Stanislas LEM
DENOËL
6,05 €
Critique parue en octobre 2021 dans Bifrost n° 104
Une expédition spatiale revient de son voyage hors du système solaire. En raison de la relativité, les survivants atterrissent sur la Terre plus de cent ans après leur décollage et trouvent une société bien différente de celle qu’ils ont quittée. Outre les progrès technologiques phénoménaux, qui rendent obsolète l’exploit des astronautes, les habitants de leur planète ont subi un changement majeur : la bettrisation. Autrement dit, femmes et hommes subissent dès leur naissance un conditionnement qui les rend incapables d’aucun acte violent ni même de pensée violente. Non seulement les voyageurs ne sont pas accueillis en héros, mais ils sont considérés comme des bêtes curieuses, inquiétantes. Comment s’adapter à cette nouvelle vie ? Comment s’intégrer dans cette société si différente ? Comment vivre, tout simplement ?
Avec Retour des étoiles, Stanislas Lem aborde un sujet classique de la SF : que devient l’humanité quand on lui enlève une caractéristique fondamentale. La disparition de la mortalité a souvent été traitée, mais celle de la violence également — on pense au magistral Le Vin de la violence (1981), de James Morrow, voire, de façon beaucoup plus ludique et superficielle, au Demolition Man, de Marco Brambilla (1993), film dans lequel Sylvester Stallone est confronté à une société aux mœurs adoucies.
Hélas, à l’instar de ce film, Retour des étoiles a vieilli, et pas pour le meilleur. L’auteur, pour ouvrir son roman, se permet une promenade de près de 50 pages, là où une poignée aurait suffi, à travers une ville nouvelle et pleine de mystères pour le héros, fraîchement débarqué de l’espace. Il est perdu devant les formes étranges, les explosions de couleurs, les objets au rôle inconnu. Le lecteur aussi. Et comme si ce délayage ne suffisait pas, les dialogues accusent vraiment leur âge. Le manque de spontanéité les rend parfois difficilement compréhensibles, tout comme les relations avec les membres de l’autre sexe… Si cela peut s’expliquer au vu du contexte, le côté daté n’en renforce pas moins ce malaise.

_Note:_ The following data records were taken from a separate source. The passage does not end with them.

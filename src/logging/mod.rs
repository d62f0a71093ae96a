//! Logging and observability
//!
//! Structured logging via `tracing`, with console output and an optional JSON
//! rolling file. The macros below give the pipeline stages a consistent set of
//! field names.
//!
//! ```no_run
//! use opsync::logging::init_logging;
//! use opsync::config::LoggingConfig;
//!
//! let config = LoggingConfig::default();
//! let _guard = init_logging("info", &config).expect("Failed to initialize logging");
//! tracing::info!("opsync started");
//! ```

pub mod structured;

pub use structured::{init_logging, LoggingGuard};

/// Log the start of a sync run
///
/// ```no_run
/// use opsync::log_sync_start;
///
/// log_sync_start!("2024-05-13 00:00:01", "2024-05-14 09:30:00", false);
/// ```
#[macro_export]
macro_rules! log_sync_start {
    ($start:expr, $end:expr, $dry_run:expr) => {
        tracing::info!(
            window_start = %$start,
            window_end = %$end,
            dry_run = $dry_run,
            "Starting sync"
        );
    };
}

/// Log the completion of a pipeline stage with its duration
///
/// ```no_run
/// use opsync::log_stage_complete;
/// use std::time::Instant;
///
/// let started = Instant::now();
/// log_stage_complete!("fetch", started.elapsed(), records = 12usize);
/// ```
#[macro_export]
macro_rules! log_stage_complete {
    ($stage:expr, $duration:expr $(, $field:ident = $value:expr)* $(,)?) => {
        tracing::info!(
            stage = $stage,
            duration_ms = $duration.as_millis() as u64,
            $($field = $value,)*
            "Stage completed"
        );
    };
}

/// Log an error with context
///
/// ```no_run
/// use opsync::log_error_with_context;
/// use opsync::domain::OpsyncError;
///
/// let error = OpsyncError::Database("connection refused".to_string());
/// log_error_with_context!(&error, "Failed to read cursor");
/// ```
#[macro_export]
macro_rules! log_error_with_context {
    ($error:expr, $context:expr) => {
        tracing::error!(
            error = %$error,
            context = $context,
            "Error occurred"
        );
    };
}

/// Log a retry attempt
///
/// ```no_run
/// use opsync::log_retry_attempt;
///
/// log_retry_attempt!(2, 3, "Connection timeout");
/// ```
#[macro_export]
macro_rules! log_retry_attempt {
    ($attempt:expr, $max_attempts:expr, $reason:expr) => {
        tracing::warn!(
            attempt = $attempt,
            max_attempts = $max_attempts,
            reason = %$reason,
            "Retrying operation"
        );
    };
}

Tout cela complique considérablement la tâche du lecteur qui tente de saisir la pensée de l’auteur à travers les voiles du temps. Et de se laisser bercer par l’histoire, avec ses rebondissements souvent attendus, parfois surprenants. À moins de se replonger dans l’état d’esprit de l’époque, l’expérience s’avère difficile, tant les marques du passé sautent aux yeux et empêchent l’immersion. Retour des étoiles doit plutôt être regardé comme un témoignage d’une certaine façon de penser et d’écrire, intéressante comme telle, mais sans réel enjeu pour un lecteur d’aujourd’hui.